The sporting world has flocked to show their support for English Premiership rugby union star Ed Slater after it was announced that he had been diagnosed with motor neurone disease (MND).
The 33-year-old has retired from professional rugby with immediate effect and the Scarlets, Leinster, Saracens, Harlequins, Munster and Ulster are just some of the clubs that have since sent their messages of support to Slater.
His current club, Gloucester, revealed the news in a statement yesterday afternoon.
The statement read: “Gloucester Rugby is deeply pained to announce that Ed Slater has been diagnosed with Motor Neurone Disease (MND).

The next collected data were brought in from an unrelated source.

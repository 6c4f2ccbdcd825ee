//! XPT2046 resistive touch controller over an `embedded-hal` [`SpiDevice`].
//!
//! Every reading is one 3-byte transfer: the command byte selects the channel and
//! the 12-bit result comes back left-aligned in the two bytes that follow.
//!
//! A touch counts only when the pressure estimate clears the threshold and two
//! consecutive position samples agree, which filters out the noisy readings taken
//! while the finger is landing or lifting.

use core::fmt;

use embedded_graphics::prelude::{Point, Size};
use embedded_hal::spi::SpiDevice;
use monitor_common::TouchSource;
use monitor_common::calibration::{RawPoint, TouchCalibration};
use monitor_common::config::{SCREEN_HEIGHT, SCREEN_WIDTH, TOUCH_PRESSURE_THRESHOLD};

// ===== Channel commands (12-bit, differential reference) =====
const CMD_X: u8 = 0xD0;
const CMD_Y: u8 = 0x90;
const CMD_Z1: u8 = 0xB0;
const CMD_Z2: u8 = 0xC0;

const SCREEN: Size = Size::new(SCREEN_WIDTH, SCREEN_HEIGHT);

/// Largest difference between two samples of one axis that still counts as stable.
pub const RAW_ERROR: u16 = 20;

/// Touch driver error.
#[derive(Debug, Clone, Copy, PartialEq, Eq)]
pub enum TouchError<E> {
    /// The SPI transfer failed.
    Spi(E),
}

impl<E: fmt::Debug> fmt::Display for TouchError<E> {
    fn fmt(
        &self,
        f: &mut fmt::Formatter<'_>,
    ) -> fmt::Result {
        match self {
            Self::Spi(e) => write!(f, "touch SPI transfer failed: {e:?}"),
        }
    }
}

/// Extract the 12-bit conversion result from a 3-byte response.
#[inline]
pub const fn decode_sample(rx: [u8; 3]) -> u16 { ((((rx[1] as u16) << 8) | rx[2] as u16) >> 3) & 0x0FFF }

/// Pressure estimate from the two Z readings. Zero means no contact.
///
/// With nothing touching the panel both readings float together, which lands
/// exactly on full scale; that case is reported as zero.
pub const fn pressure(
    z1: u16,
    z2: u16,
) -> u16 {
    let z = 0x0FFF + z1 as i32 - z2 as i32;
    if z == 0x0FFF || z < 0 { 0 } else { z as u16 }
}

/// Whether two consecutive samples of one axis agree.
#[inline]
pub const fn is_stable(
    a: u16,
    b: u16,
) -> bool {
    a.abs_diff(b) <= RAW_ERROR
}

/// XPT2046 driver with calibration applied.
pub struct Xpt2046<SPI> {
    spi: SPI,
    calibration: TouchCalibration,
    threshold: u16,
    errors: u32,
}

impl<SPI: SpiDevice> Xpt2046<SPI> {
    /// Create a driver on an SPI device that owns the touch chip-select.
    pub const fn new(
        spi: SPI,
        calibration: TouchCalibration,
    ) -> Self {
        Self {
            spi,
            calibration,
            threshold: TOUCH_PRESSURE_THRESHOLD,
            errors: 0,
        }
    }

    /// Replace the calibration, e.g. after an interactive run.
    pub fn set_calibration(
        &mut self,
        calibration: TouchCalibration,
    ) {
        self.calibration = calibration;
    }

    /// Failed reads seen by [`TouchSource::poll`].
    #[inline]
    pub const fn error_count(&self) -> u32 { self.errors }

    fn sample(
        &mut self,
        command: u8,
    ) -> Result<u16, TouchError<SPI::Error>> {
        let mut rx = [0u8; 3];
        self.spi.transfer(&mut rx, &[command, 0, 0]).map_err(TouchError::Spi)?;
        Ok(decode_sample(rx))
    }

    /// Current pressure estimate.
    pub fn read_pressure(&mut self) -> Result<u16, TouchError<SPI::Error>> {
        let z1 = self.sample(CMD_Z1)?;
        let z2 = self.sample(CMD_Z2)?;
        Ok(pressure(z1, z2))
    }

    /// Raw position, if the panel is pressed firmly and the samples agree.
    pub fn read_raw(&mut self) -> Result<Option<RawPoint>, TouchError<SPI::Error>> {
        if self.read_pressure()? < self.threshold {
            return Ok(None);
        }

        let x1 = self.sample(CMD_X)?;
        let y1 = self.sample(CMD_Y)?;
        let x2 = self.sample(CMD_X)?;
        let y2 = self.sample(CMD_Y)?;
        if !is_stable(x1, x2) || !is_stable(y1, y2) {
            return Ok(None);
        }

        Ok(Some(RawPoint::new(x1.midpoint(x2), y1.midpoint(y2))))
    }

    /// Touch position in screen coordinates.
    pub fn read_point(&mut self) -> Result<Option<Point>, TouchError<SPI::Error>> {
        Ok(self.read_raw()?.and_then(|raw| self.calibration.map(raw, SCREEN)))
    }
}

impl<SPI: SpiDevice> TouchSource for Xpt2046<SPI> {
    fn poll(&mut self) -> Option<Point> {
        match self.read_point() {
            Ok(point) => point,
            Err(_e) => {
                self.errors = self.errors.wrapping_add(1);
                #[cfg(target_arch = "xtensa")]
                defmt::debug!("Touch read failed: {}", defmt::Debug2Format(&_e));
                None
            }
        }
    }
}

// =============================================================================
// Unit Tests
// =============================================================================

#[cfg(test)]
mod tests {
    use embedded_hal::spi::{ErrorKind, ErrorType, Operation};

    use super::*;

    #[derive(Debug, Clone, Copy, PartialEq, Eq)]
    struct BusFault;

    impl embedded_hal::spi::Error for BusFault {
        fn kind(&self) -> ErrorKind { ErrorKind::Other }
    }

    /// Panel answering every channel with a fixed value; X drifts by `x_drift` per read.
    struct FakePanel {
        x: u16,
        y: u16,
        z1: u16,
        z2: u16,
        x_drift: u16,
        fail: bool,
    }

    impl FakePanel {
        fn pressed(
            x: u16,
            y: u16,
        ) -> Self {
            Self {
                x,
                y,
                z1: 600,
                z2: 3000,
                x_drift: 0,
                fail: false,
            }
        }

        fn released() -> Self {
            Self {
                z1: 0,
                z2: 4095,
                ..Self::pressed(0, 0)
            }
        }
    }

    impl ErrorType for FakePanel {
        type Error = BusFault;
    }

    impl SpiDevice for FakePanel {
        fn transaction(
            &mut self,
            operations: &mut [Operation<'_, u8>],
        ) -> Result<(), BusFault> {
            if self.fail {
                return Err(BusFault);
            }
            for op in operations {
                if let Operation::Transfer(read, write) = op {
                    let value = match write[0] {
                        CMD_X => {
                            let x = self.x;
                            self.x += self.x_drift;
                            x
                        }
                        CMD_Y => self.y,
                        CMD_Z1 => self.z1,
                        CMD_Z2 => self.z2,
                        _ => 0,
                    };
                    let word = value << 3;
                    read[0] = 0;
                    read[1] = (word >> 8) as u8;
                    read[2] = word as u8;
                }
            }
            Ok(())
        }
    }

    #[test]
    fn test_decode_sample() {
        assert_eq!(decode_sample([0, 0x7F, 0xF8]), 0x0FFF);
        assert_eq!(decode_sample([0, 0x3E, 0x80]), 2000);
        assert_eq!(decode_sample([0xFF, 0, 0x07]), 0);
    }

    #[test]
    fn test_pressure() {
        assert_eq!(pressure(0, 4095), 0);
        assert_eq!(pressure(1000, 1000), 0); // floating
        assert_eq!(pressure(400, 3000), 1495);
    }

    #[test]
    fn test_read_raw_pressed() {
        let mut touch = Xpt2046::new(FakePanel::pressed(2000, 1500), TouchCalibration::default());
        assert_eq!(touch.read_raw(), Ok(Some(RawPoint::new(2000, 1500))));
    }

    #[test]
    fn test_read_raw_light_touch_ignored() {
        let mut panel = FakePanel::pressed(2000, 1500);
        panel.z1 = 100;
        panel.z2 = 3900; // pressure 295
        let mut touch = Xpt2046::new(panel, TouchCalibration::default());
        assert_eq!(touch.read_raw(), Ok(None));

        let mut touch = Xpt2046::new(FakePanel::released(), TouchCalibration::default());
        assert_eq!(touch.read_raw(), Ok(None));
    }

    #[test]
    fn test_read_raw_unstable_samples_rejected() {
        let mut panel = FakePanel::pressed(2000, 1500);
        panel.x_drift = 50;
        let mut touch = Xpt2046::new(panel, TouchCalibration::default());
        assert_eq!(touch.read_raw(), Ok(None));

        let mut panel = FakePanel::pressed(2000, 1500);
        panel.x_drift = 10;
        let mut touch = Xpt2046::new(panel, TouchCalibration::default());
        assert_eq!(touch.read_raw(), Ok(Some(RawPoint::new(2005, 1500))));
    }

    #[test]
    fn test_read_point_calibrated() {
        let mut touch = Xpt2046::new(FakePanel::pressed(2000, 2000), TouchCalibration::default());
        let point = touch.read_point().unwrap().unwrap();
        assert!((0..480).contains(&point.x));
        assert!((0..320).contains(&point.y));
    }

    #[test]
    fn test_bus_error_propagates() {
        let mut panel = FakePanel::pressed(2000, 1500);
        panel.fail = true;
        let mut touch = Xpt2046::new(panel, TouchCalibration::default());
        assert_eq!(touch.read_raw(), Err(TouchError::Spi(BusFault)));
    }

    #[test]
    fn test_poll_maps_errors_to_no_touch() {
        let mut panel = FakePanel::pressed(2000, 1500);
        panel.fail = true;
        let mut touch = Xpt2046::new(panel, TouchCalibration::default());
        assert_eq!(touch.poll(), None);
        assert_eq!(touch.poll(), None);
        assert_eq!(touch.error_count(), 2);
    }
}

“Following six months of testing, Ed’s diagnosis was confirmed last week and as a result, with the support of his family, friends and Gloucester Rugby, he has made the difficult decision to retire from professional rugby with immediate effect.
“Everyone at Gloucester Rugby - players, management and staff - are entirely committed to supporting Ed, his wife Jo and his three children in whatever way required. We know the same will be true of Gloucester and Leicester fans, and the wider rugby community.
“While Ed, his family and the Club take time to determine next steps, Gloucester Rugby have opened a JustGiving page. The direction of these funds will be determined in due course, whether it be supporting Ed and his family directly and/or a selected MND charity.”
Who is Ed Slater?
Ed Slater was born in Leicester in 1988 and went on to begin his rugby career with Milton Keynes RUFC before moving to Australia.
He joined Eastern Suburbs RUFC in New South Wales at 19-years-old and began to really improve in Australia before returning to his home country with Nottingham.
Slater’s impressive performances in the Championship playoffs earned him a move back to Leicester with the Tigers in 2010.
Slater developed into a brilliant player in his hometown, helping Tigers to the Aviva Premiership final in 2011 and claiming a Premiership winner’s medal for the 2012/13 season. He then went onto captain the side between 2014 and 2016.
He then joined Gloucester in 2017 where he made 90 appearances before he was forced to retire.
Slater also played four times for England Saxons.
What is the link between rugby and MND?
Slater’s announcement comes five years after Scottish Rugby legend Doddie Weir revealed he was suffering from MND, while former Leeds Rhinos star Rob Burrow was diagnosed with the same disease in 2019.
Slater’s news has led to calls for the rugby authorities to commission urgent research into a possible link between rugby and MND due to the increasing number of players diagnosed with the disease.
Studies in football have previously shown that former players are between four and six times more likely to suffer with MND than the wider population, while a 2019 review in the Global Spine Journal suggested that it was associated with “professional sports and sports prone to repetitive concussive head and cervical spinal trauma”.
However, research is yet to be examined directly into MND in the context of rugby.
My Name’5 Doddie Foundation
My Name’5 Doddie Foundation was set up by Doddie Weir following his diagnosis and has been driven to help sufferers and seek ways to further research into the incurable disease.
The foundation has already raised millions for more MND research, however following Slater’s announcement they have shared their further concerns.
A statement by the foundation read: “My Name’5 Doddie Foundation also recognises the increased attention surrounding potential links between head injury and neurological disease, but there is currently not enough definitive research on which to draw conclusions about potential links with motor neurone disease.
“Whilst the evidence around a link between head trauma and dementia seems to be gaining momentum, the same cannot be implied for MND; these diseases have different causes and underlying factors.
“MND is a complex disease and, although we now have a much greater understanding of the genetics involved, the link between genes, environmental and lifestyle factors is not well understood. Further research is critical to unravelling these details.”